Records excerpted from a collection:
####################

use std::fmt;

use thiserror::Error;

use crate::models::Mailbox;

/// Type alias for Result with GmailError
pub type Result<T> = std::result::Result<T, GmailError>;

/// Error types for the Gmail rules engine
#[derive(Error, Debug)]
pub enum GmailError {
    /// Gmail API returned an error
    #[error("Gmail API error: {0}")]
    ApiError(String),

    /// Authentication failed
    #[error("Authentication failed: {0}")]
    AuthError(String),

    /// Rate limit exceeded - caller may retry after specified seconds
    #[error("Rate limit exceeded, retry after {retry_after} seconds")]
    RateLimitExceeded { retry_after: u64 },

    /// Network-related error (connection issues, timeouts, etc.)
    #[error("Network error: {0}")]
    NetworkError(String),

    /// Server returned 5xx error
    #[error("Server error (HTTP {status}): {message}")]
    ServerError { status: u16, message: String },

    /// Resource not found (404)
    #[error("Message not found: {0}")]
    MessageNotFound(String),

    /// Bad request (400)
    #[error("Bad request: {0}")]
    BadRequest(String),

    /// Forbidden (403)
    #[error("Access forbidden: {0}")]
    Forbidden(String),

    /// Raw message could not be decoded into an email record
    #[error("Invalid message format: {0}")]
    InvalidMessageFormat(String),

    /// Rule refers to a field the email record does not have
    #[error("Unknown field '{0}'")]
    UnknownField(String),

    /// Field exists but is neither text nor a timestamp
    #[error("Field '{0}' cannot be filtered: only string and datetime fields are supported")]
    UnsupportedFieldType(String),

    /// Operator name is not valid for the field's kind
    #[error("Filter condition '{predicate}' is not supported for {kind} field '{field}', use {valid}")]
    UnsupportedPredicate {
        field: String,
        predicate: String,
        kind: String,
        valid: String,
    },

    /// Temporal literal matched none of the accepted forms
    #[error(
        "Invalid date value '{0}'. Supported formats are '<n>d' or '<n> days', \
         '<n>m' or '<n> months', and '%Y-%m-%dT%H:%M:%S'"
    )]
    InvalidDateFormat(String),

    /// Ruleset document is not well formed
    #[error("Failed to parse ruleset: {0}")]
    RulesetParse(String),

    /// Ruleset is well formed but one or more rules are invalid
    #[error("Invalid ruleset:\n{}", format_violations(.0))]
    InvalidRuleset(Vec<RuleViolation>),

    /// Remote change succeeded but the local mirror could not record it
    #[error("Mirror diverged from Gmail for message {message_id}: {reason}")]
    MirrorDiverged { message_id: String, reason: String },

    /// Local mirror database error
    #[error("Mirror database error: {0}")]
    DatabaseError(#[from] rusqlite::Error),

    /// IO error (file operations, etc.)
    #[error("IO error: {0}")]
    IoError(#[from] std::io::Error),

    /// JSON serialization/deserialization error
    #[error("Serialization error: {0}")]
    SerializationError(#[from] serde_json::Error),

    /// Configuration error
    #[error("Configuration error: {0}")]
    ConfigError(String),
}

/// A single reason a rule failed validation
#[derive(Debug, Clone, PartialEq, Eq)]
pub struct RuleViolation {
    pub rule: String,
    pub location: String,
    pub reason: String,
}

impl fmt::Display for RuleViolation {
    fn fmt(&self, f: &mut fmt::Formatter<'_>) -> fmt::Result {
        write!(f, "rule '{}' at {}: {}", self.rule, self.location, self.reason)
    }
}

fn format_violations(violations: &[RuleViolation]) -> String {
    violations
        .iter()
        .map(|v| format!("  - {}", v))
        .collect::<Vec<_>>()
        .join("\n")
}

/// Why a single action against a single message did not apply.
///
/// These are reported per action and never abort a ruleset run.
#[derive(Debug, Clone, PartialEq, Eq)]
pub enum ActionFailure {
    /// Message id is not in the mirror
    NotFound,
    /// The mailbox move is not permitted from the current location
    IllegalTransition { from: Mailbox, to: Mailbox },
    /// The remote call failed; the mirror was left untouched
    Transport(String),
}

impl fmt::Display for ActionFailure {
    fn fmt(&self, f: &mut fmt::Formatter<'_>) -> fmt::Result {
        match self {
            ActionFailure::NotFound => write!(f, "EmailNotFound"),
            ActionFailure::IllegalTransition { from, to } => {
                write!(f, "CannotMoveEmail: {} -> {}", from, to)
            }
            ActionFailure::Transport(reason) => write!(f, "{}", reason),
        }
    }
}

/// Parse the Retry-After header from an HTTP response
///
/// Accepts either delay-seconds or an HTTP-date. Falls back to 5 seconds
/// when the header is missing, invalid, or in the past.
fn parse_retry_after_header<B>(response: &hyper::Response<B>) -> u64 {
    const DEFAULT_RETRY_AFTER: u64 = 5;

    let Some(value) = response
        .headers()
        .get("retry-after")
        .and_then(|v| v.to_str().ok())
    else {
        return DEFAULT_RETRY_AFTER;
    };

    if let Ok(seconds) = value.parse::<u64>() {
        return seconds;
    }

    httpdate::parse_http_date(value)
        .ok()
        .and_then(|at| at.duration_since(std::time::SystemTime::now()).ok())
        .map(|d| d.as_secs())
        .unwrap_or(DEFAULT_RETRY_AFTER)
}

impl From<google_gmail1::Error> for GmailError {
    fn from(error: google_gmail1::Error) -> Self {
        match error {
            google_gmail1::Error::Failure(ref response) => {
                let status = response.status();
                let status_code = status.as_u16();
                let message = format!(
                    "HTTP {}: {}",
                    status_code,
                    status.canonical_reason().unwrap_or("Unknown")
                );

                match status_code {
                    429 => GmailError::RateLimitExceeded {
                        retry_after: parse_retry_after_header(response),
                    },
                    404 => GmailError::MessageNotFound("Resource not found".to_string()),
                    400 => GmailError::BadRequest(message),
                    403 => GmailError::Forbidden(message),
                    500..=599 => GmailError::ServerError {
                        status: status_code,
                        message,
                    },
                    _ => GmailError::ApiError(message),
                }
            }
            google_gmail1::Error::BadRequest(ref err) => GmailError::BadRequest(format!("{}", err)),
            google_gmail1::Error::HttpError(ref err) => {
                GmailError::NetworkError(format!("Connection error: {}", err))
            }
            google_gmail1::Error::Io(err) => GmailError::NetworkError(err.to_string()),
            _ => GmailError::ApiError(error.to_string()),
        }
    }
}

####################

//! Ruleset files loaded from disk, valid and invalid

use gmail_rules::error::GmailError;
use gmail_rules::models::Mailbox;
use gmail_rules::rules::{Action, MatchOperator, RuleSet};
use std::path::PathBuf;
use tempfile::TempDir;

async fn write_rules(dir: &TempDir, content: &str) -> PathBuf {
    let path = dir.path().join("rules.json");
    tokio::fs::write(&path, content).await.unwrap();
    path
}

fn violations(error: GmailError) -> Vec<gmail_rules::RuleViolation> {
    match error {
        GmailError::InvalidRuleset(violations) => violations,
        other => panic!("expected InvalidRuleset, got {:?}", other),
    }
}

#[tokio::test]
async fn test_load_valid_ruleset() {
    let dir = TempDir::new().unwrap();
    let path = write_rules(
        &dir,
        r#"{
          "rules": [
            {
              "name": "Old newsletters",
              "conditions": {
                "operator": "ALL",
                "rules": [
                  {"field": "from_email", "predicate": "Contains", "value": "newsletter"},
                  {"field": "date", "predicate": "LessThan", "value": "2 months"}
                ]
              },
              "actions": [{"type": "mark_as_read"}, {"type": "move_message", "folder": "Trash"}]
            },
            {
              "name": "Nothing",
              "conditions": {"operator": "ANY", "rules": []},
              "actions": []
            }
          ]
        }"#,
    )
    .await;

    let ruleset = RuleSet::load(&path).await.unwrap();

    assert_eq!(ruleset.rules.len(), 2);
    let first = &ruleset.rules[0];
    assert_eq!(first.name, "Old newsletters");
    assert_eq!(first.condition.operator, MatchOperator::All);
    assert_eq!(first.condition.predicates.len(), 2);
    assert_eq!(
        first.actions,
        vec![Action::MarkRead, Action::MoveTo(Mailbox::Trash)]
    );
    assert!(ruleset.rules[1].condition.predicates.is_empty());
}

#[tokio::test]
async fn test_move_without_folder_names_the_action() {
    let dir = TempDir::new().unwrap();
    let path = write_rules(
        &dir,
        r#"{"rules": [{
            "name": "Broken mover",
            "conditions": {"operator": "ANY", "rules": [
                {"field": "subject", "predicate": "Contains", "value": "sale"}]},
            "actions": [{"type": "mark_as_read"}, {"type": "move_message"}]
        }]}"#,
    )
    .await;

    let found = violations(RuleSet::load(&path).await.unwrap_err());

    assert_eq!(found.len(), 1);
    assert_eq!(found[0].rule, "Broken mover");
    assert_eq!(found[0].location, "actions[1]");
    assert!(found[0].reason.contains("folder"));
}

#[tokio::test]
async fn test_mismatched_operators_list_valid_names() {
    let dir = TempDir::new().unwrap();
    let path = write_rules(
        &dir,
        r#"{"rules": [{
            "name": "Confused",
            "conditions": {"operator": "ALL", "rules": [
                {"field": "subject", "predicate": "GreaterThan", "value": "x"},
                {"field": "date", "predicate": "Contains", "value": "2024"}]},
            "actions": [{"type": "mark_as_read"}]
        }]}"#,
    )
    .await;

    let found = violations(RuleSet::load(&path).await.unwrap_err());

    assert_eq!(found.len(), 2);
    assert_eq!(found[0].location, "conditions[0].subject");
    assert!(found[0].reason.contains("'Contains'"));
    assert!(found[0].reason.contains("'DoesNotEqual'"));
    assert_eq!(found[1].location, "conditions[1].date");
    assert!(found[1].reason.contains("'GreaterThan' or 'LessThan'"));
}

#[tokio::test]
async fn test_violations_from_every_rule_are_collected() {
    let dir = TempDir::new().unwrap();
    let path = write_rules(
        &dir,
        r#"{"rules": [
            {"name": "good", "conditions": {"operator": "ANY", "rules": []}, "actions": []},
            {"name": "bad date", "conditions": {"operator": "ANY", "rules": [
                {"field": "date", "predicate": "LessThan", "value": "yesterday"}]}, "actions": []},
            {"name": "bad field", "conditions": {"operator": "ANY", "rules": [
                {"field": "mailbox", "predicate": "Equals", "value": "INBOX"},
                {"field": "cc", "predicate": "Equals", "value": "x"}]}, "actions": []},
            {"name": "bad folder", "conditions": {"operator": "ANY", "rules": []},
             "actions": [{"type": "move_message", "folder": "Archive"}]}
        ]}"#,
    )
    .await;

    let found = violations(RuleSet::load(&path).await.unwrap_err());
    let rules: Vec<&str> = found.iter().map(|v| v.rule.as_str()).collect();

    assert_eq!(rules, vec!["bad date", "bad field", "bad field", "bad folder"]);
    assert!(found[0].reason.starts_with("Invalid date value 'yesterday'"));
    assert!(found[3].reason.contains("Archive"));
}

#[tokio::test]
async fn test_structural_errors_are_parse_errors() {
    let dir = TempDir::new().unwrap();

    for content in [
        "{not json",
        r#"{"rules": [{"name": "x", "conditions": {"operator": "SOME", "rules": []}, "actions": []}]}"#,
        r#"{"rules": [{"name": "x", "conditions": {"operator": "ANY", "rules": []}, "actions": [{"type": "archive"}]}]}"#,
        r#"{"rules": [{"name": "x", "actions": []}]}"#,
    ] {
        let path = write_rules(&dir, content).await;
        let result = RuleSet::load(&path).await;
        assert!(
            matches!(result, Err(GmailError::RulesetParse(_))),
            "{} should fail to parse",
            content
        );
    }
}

####################

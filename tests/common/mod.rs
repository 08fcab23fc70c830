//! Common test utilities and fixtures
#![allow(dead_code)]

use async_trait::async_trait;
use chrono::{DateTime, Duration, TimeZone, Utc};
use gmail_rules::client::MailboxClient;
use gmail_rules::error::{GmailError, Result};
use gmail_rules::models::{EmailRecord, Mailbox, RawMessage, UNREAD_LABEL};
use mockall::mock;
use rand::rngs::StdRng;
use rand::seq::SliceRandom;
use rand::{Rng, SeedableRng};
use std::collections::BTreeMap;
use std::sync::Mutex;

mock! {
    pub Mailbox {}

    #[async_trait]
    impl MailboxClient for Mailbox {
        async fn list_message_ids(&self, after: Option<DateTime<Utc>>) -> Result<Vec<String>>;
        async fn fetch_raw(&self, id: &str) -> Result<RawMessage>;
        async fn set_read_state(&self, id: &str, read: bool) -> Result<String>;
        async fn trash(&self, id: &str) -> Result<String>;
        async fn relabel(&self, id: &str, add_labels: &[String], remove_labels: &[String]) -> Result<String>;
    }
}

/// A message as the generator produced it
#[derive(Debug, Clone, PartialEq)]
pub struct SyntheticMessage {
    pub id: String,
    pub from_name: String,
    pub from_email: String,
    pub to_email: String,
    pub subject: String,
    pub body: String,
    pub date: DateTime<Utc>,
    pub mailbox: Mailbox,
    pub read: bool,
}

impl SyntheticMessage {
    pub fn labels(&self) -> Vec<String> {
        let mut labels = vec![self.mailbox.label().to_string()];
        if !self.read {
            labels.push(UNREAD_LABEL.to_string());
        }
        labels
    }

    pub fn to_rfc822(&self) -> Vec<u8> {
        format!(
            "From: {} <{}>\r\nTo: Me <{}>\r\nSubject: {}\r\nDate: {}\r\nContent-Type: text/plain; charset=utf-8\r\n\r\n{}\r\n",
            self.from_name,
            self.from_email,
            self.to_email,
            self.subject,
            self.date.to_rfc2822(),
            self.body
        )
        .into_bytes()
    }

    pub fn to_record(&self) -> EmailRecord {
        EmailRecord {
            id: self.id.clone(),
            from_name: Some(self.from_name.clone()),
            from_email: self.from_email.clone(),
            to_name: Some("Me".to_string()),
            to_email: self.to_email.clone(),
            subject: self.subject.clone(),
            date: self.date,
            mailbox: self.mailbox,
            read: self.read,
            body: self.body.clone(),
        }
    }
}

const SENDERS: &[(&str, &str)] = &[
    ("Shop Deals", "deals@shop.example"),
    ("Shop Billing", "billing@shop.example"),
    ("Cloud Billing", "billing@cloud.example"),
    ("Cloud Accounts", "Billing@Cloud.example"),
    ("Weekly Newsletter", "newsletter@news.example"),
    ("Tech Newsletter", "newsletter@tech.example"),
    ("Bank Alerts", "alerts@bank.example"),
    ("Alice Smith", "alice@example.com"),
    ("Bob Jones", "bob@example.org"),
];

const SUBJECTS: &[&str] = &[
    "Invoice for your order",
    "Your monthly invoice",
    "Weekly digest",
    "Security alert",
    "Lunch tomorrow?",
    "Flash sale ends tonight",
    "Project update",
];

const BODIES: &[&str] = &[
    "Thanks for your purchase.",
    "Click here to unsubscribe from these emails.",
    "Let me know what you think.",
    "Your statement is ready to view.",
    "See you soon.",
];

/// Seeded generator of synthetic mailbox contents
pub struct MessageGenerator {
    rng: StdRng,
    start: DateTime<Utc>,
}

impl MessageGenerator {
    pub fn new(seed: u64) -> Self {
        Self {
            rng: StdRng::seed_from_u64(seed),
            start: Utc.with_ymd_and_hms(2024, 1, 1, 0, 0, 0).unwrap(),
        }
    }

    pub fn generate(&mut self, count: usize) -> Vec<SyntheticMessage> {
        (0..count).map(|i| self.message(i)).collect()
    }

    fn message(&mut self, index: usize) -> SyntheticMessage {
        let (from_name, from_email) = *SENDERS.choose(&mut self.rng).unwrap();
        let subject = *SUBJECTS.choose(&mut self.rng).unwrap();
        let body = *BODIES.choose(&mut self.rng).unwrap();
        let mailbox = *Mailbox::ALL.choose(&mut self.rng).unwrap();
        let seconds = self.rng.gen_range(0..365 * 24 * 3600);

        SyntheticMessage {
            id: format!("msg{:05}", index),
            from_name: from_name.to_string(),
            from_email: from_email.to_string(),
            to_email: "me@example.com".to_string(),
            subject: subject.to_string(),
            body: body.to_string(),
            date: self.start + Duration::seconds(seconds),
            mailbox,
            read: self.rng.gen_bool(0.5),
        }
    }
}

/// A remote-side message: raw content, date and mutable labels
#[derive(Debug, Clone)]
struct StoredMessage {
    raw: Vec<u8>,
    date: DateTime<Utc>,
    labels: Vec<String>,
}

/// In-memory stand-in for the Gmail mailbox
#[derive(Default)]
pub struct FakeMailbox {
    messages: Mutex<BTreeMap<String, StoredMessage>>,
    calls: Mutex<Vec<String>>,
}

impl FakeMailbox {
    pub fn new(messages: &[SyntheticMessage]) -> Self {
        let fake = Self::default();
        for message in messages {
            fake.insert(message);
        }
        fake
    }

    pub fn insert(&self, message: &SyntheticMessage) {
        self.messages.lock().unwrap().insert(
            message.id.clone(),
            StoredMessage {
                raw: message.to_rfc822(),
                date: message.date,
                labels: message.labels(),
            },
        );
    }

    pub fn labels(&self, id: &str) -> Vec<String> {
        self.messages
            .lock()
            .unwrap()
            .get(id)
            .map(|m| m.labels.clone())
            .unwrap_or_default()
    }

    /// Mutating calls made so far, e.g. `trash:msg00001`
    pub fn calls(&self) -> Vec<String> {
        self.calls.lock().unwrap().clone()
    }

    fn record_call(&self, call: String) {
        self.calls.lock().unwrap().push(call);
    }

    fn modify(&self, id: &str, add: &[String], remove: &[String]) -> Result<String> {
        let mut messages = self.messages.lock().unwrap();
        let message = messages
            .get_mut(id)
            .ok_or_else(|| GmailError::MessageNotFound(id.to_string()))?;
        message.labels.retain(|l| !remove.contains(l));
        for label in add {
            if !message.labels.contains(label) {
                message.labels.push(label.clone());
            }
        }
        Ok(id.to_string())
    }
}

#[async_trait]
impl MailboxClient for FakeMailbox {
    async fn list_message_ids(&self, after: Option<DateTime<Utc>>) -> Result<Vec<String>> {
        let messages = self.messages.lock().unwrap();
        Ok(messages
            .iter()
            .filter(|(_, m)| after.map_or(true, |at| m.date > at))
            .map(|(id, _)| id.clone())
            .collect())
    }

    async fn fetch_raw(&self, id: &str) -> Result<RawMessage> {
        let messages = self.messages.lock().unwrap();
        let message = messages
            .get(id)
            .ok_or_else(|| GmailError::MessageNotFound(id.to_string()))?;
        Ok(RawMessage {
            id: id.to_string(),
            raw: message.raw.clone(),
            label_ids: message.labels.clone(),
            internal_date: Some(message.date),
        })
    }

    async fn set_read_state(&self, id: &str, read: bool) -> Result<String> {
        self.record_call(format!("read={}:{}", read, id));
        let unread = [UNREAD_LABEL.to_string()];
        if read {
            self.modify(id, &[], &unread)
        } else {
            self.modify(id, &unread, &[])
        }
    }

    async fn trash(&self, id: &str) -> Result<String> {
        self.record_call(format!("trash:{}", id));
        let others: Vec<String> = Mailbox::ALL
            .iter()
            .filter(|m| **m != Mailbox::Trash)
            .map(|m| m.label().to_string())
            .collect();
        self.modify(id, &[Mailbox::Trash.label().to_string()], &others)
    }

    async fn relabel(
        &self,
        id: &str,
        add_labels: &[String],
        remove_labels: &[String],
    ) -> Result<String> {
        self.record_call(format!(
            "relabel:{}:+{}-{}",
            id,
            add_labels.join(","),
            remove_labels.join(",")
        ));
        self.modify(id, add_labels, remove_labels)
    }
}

####################

▶ _HOW TO COMPLETE THIS TASK_
If a line in the entries contains the word "Transport", copy that line out.

▶ _RESPONSE_
    Transport(String),
            ActionFailure::Transport(reason) => write!(f, "{}", reason),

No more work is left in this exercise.